> [STUDY MATERIAL]
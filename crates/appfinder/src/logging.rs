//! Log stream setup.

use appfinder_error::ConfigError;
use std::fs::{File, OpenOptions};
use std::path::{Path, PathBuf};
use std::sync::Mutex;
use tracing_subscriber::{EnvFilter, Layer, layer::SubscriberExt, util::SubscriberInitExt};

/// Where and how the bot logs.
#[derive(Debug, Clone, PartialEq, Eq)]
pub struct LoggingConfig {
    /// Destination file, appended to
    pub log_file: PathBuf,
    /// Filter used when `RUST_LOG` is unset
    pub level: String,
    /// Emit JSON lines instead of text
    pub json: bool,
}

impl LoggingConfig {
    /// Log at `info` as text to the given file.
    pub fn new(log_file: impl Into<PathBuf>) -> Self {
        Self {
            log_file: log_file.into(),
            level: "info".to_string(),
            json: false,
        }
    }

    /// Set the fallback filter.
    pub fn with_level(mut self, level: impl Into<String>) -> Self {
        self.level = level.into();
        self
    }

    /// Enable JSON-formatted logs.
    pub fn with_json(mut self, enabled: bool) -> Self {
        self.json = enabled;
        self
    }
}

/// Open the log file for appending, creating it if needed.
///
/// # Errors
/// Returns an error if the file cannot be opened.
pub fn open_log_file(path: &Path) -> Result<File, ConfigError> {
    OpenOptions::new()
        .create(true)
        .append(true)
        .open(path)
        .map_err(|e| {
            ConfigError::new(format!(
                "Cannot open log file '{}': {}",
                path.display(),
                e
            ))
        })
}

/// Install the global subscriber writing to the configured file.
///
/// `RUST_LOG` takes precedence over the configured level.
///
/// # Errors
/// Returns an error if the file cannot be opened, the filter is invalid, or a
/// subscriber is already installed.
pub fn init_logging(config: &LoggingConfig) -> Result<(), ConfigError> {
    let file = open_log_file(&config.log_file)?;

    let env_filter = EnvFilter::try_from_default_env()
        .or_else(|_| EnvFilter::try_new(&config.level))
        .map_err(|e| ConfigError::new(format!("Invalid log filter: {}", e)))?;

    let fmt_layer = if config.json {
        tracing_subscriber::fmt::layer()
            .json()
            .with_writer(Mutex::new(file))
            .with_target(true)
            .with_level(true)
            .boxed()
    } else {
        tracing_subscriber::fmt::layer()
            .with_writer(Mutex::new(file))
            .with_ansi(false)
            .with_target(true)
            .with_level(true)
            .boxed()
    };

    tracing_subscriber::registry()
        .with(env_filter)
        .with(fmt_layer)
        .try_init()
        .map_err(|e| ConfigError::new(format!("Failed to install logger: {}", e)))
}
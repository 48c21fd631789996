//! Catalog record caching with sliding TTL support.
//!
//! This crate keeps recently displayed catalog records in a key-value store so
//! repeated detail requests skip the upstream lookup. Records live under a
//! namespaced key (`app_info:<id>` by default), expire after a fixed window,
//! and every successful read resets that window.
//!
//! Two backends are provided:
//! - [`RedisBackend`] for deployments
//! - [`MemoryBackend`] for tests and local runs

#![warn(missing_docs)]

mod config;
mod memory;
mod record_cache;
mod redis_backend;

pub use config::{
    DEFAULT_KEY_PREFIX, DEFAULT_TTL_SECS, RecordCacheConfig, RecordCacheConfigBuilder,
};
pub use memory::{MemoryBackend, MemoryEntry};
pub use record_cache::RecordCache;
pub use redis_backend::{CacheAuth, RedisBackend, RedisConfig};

==

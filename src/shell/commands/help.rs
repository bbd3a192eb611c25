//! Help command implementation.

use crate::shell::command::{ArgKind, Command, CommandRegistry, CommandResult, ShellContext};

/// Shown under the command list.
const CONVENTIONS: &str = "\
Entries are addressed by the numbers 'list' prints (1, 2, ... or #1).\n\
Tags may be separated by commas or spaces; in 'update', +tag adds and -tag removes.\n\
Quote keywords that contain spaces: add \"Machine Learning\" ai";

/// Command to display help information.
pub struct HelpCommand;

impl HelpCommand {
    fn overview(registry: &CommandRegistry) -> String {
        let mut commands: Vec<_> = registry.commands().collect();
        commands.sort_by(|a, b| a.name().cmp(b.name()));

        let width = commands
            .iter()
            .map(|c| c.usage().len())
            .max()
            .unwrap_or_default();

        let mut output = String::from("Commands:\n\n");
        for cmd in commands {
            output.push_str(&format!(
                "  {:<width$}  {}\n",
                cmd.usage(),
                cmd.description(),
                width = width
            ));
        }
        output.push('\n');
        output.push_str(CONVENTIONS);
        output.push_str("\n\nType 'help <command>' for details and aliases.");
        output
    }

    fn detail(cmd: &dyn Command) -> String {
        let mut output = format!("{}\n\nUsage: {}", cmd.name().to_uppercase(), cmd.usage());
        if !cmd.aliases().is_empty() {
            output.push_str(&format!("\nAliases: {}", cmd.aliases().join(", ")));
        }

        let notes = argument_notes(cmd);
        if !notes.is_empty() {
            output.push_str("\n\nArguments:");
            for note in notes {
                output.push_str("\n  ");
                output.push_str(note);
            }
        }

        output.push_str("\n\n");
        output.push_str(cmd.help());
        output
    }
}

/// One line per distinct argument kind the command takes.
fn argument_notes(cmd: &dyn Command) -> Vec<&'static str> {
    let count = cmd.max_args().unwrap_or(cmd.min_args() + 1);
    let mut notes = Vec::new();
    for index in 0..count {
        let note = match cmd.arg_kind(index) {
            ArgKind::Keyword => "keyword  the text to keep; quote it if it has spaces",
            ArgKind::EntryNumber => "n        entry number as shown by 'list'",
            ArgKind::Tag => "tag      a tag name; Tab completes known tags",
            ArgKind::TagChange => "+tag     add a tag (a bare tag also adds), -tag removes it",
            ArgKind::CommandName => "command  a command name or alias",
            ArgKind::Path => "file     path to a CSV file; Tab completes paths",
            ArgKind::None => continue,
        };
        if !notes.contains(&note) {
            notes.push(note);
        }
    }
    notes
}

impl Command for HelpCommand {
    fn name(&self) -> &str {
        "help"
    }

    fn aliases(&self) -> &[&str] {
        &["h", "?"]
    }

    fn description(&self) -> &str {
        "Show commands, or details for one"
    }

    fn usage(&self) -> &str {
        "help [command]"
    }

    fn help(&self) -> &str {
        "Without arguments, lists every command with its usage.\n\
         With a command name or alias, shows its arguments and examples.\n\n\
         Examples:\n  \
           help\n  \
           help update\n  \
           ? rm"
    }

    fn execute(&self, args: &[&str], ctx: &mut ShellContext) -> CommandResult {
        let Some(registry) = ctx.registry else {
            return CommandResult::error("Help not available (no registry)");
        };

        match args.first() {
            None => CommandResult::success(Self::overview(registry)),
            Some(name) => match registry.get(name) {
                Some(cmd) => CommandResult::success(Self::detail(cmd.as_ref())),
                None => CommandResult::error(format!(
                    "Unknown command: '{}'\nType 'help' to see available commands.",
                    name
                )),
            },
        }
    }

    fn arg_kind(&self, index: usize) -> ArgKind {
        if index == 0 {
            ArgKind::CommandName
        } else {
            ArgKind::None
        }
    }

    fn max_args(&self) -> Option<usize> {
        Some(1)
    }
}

> [YOUR INSTRUCTIONS] When a line contains the string "width", copy it from the records.

> [YOUR RESPONSE]
        let width = commands
                "  {:<width$}  {}\n",
                width = width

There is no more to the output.